» Directions
Please return exactly the lines from the one containing "pub struct EditArgs" through the end of the records, including both.

» Given data
▬▬▬▬▬▬▬▬▬▬

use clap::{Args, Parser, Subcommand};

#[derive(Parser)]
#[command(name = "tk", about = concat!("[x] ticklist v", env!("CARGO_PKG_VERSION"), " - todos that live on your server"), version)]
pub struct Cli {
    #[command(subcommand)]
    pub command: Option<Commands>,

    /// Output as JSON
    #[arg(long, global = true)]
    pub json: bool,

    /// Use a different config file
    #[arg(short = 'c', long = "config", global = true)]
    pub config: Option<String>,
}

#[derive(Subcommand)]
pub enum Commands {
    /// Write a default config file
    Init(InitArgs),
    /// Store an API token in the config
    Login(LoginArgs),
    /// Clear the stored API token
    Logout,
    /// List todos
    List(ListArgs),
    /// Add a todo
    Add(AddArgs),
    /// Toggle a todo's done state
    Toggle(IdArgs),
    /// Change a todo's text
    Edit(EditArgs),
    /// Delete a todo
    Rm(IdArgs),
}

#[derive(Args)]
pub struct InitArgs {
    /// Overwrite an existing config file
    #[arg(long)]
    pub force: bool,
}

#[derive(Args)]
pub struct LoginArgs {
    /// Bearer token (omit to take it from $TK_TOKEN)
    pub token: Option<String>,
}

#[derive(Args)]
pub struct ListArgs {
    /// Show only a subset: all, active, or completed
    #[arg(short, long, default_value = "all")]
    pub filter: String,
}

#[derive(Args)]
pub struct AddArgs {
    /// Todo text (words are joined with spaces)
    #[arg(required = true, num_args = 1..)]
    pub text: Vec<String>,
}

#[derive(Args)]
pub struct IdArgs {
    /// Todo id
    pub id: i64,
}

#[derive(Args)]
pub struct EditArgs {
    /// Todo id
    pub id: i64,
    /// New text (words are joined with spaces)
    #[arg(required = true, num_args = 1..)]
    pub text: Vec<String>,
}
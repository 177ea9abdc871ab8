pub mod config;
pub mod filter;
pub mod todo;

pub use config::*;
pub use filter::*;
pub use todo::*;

▬▬▬▬▬▬▬▬▬▬

» Expected answer
pub struct EditArgs {
    /// Todo id
    pub id: i64,
    /// New text (words are joined with spaces)
    #[arg(required = true, num_args = 1..)]
    pub text: Vec<String>,
}
repository 177ea9abdc871ab8
pub mod config;
pub mod filter;
pub mod todo;

pub use config::*;
pub use filter::*;
pub use todo::*;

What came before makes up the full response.